Soon after, Harper is discovered murdered in a warehouse, having been tortured with a medieval instrument known as a heretic's fork, and Lawson is missing, having left his law firm with a old file from the archives. The Montreal police team are baffled, and, for a while, entertain the idea that Lortie killed Harper. Lortie had been in and out of a psychiatric hospital through the years, suffering from delusions and memory loss, but has left behind hidden papers, and strange hieroglyphs on a cardboard sheet that take some time to yield their secrets. Interspersed is the story of siblings, Charlie and Lennie, and their concerns over what is happening to their father. In a twisted narrative with a rising body count, connections emerge between Harper, Lawson and the homeless Lortie, a history that goes back to the sixties and seventies, unethical psychiatric experiments at McGill University funded by the CIA, cover ups, old Quebec history, and surprising links to the JFK assassination and Lee Harvey Oswald.

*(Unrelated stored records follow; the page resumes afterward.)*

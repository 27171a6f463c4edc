// Mapping of use-case errors to JSON HTTP responses
use crate::application::anomaly_service::PipelineError;
use crate::application::auth_service::AuthError;
use crate::application::telemetry_source::FetchError;
use crate::domain::date::DateRangeError;
use axum::{
    extract::rejection::{JsonRejection, PathRejection, QueryRejection},
    http::StatusCode,
    response::{IntoResponse, Response},
    Json,
};
use serde_json::json;
use thiserror::Error;

const UPSTREAM_FAILURE: &str = "Failed to retrieve data from external API";
const INTERNAL_FAILURE: &str = "Internal server error";

#[derive(Debug, Error)]
pub enum ApiError {
    #[error(transparent)]
    DateRange(#[from] DateRangeError),

    #[error(transparent)]
    Pipeline(#[from] PipelineError),

    #[error(transparent)]
    Auth(#[from] AuthError),

    #[error(transparent)]
    Query(#[from] QueryRejection),

    #[error(transparent)]
    Json(#[from] JsonRejection),

    #[error(transparent)]
    Path(#[from] PathRejection),
}

fn error_body(status: StatusCode, message: impl Into<String>) -> Response {
    (status, Json(json!({ "error": message.into() }))).into_response()
}

impl IntoResponse for ApiError {
    fn into_response(self) -> Response {
        match self {
            ApiError::DateRange(e) => error_body(StatusCode::BAD_REQUEST, e.to_string()),
            ApiError::Pipeline(e) => pipeline_response(e),
            ApiError::Auth(e) => auth_response(e),
            // Extractor rejections keep axum's status but use the JSON error body
            ApiError::Query(e) => error_body(e.status(), e.body_text()),
            ApiError::Json(e) => error_body(e.status(), e.body_text()),
            ApiError::Path(e) => error_body(e.status(), e.body_text()),
        }
    }
}

fn pipeline_response(e: PipelineError) -> Response {
    match e {
        PipelineError::Fetch(FetchError::Upstream { status }) => (
            StatusCode::BAD_REQUEST,
            Json(json!({ "error": UPSTREAM_FAILURE, "status_code": status })),
        )
            .into_response(),
        PipelineError::Fetch(e) => {
            tracing::error!("Telemetry fetch failed: {}", e);
            error_body(StatusCode::INTERNAL_SERVER_ERROR, UPSTREAM_FAILURE)
        }
        e @ (PipelineError::MissingSignal(_)
        | PipelineError::MalformedSignal { .. }
        | PipelineError::InsufficientReadings { .. }) => {
            error_body(StatusCode::BAD_REQUEST, e.to_string())
        }
        e @ PipelineError::Inference { .. } => {
            tracing::error!("{}", e);
            error_body(StatusCode::INTERNAL_SERVER_ERROR, "Model inference failed")
        }
        PipelineError::Classify(e) => {
            tracing::error!("Classification failed: {}", e);
            error_body(StatusCode::INTERNAL_SERVER_ERROR, INTERNAL_FAILURE)
        }
    }
}

fn auth_response(e: AuthError) -> Response {
    let status = match &e {
        AuthError::MissingFields | AuthError::UsernameTaken => StatusCode::BAD_REQUEST,
        AuthError::InvalidCredentials | AuthError::MissingToken | AuthError::InvalidToken => {
            StatusCode::UNAUTHORIZED
        }
        AuthError::InvalidSubject => StatusCode::UNPROCESSABLE_ENTITY,
        AuthError::UserNotFound => StatusCode::NOT_FOUND,
        AuthError::AdminRequired => StatusCode::FORBIDDEN,
        AuthError::Credentials(_) | AuthError::Storage(_) => {
            tracing::error!("Auth failure: {}", e);
            return error_body(StatusCode::INTERNAL_SERVER_ERROR, INTERNAL_FAILURE);
        }
    };
    error_body(status, e.to_string())
}

#[cfg(test)]
mod tests {
    use super::*;
    use crate::application::inference::InferenceError;
    use crate::domain::telemetry::SignalKind;

    #[test]
    fn test_statuses() {
        let cases = vec![
            (ApiError::from(DateRangeError::Missing), StatusCode::BAD_REQUEST),
            (
                ApiError::from(PipelineError::MissingSignal(SignalKind::Salinity)),
                StatusCode::BAD_REQUEST,
            ),
            (
                ApiError::from(PipelineError::Fetch(FetchError::Upstream { status: 503 })),
                StatusCode::BAD_REQUEST,
            ),
            (
                ApiError::from(PipelineError::Fetch(FetchError::Transport("refused".to_string()))),
                StatusCode::INTERNAL_SERVER_ERROR,
            ),
            (
                ApiError::from(PipelineError::Inference {
                    kind: SignalKind::Conductivity,
                    source: InferenceError::EmptyBatch,
                }),
                StatusCode::INTERNAL_SERVER_ERROR,
            ),
            (ApiError::from(AuthError::AdminRequired), StatusCode::FORBIDDEN),
            (ApiError::from(AuthError::InvalidSubject), StatusCode::UNPROCESSABLE_ENTITY),
            (ApiError::from(AuthError::MissingToken), StatusCode::UNAUTHORIZED),
            (
                ApiError::from(AuthError::Storage("down".to_string())),
                StatusCode::INTERNAL_SERVER_ERROR,
            ),
        ];

        for (error, expected) in cases {
            assert_eq!(error.into_response().status(), expected);
        }
    }
}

This is a story of memory, its loss, its fundamental importance to our sense of identity around which Michaud weaves a compelling story, utilising actual realities, although he does take liberties with those events and people. He depicts the unsavoury darker aspects of the psychiatric profession in the present but which goes back historically, involving the widespread global misuse of psychiatry to imprison, harm, torture and destroy individuals by governments, intelligence agencies, powerful individuals and the military. I am not sure I understood the logic or reasoning in translating the third book first, and I believe the first two books in the series are lined up to published in English soon. The central protagonist, Victor, is a fascinatingly flawed creation with enough to him to carry him through a long series. I liked the other characters in the police team, although I did not warm in the slightest to Victor's partner, Jacinthe, who seemed to lack the ability to make any sensitive or positive contribution to the investigation, an unpleasant, sadistic and nosy character with little in the way of redeeming qualities. This is a great read for those who like their crime reads to be intricate and complicated puzzles. Many thanks to Dundurn Press for an ARC.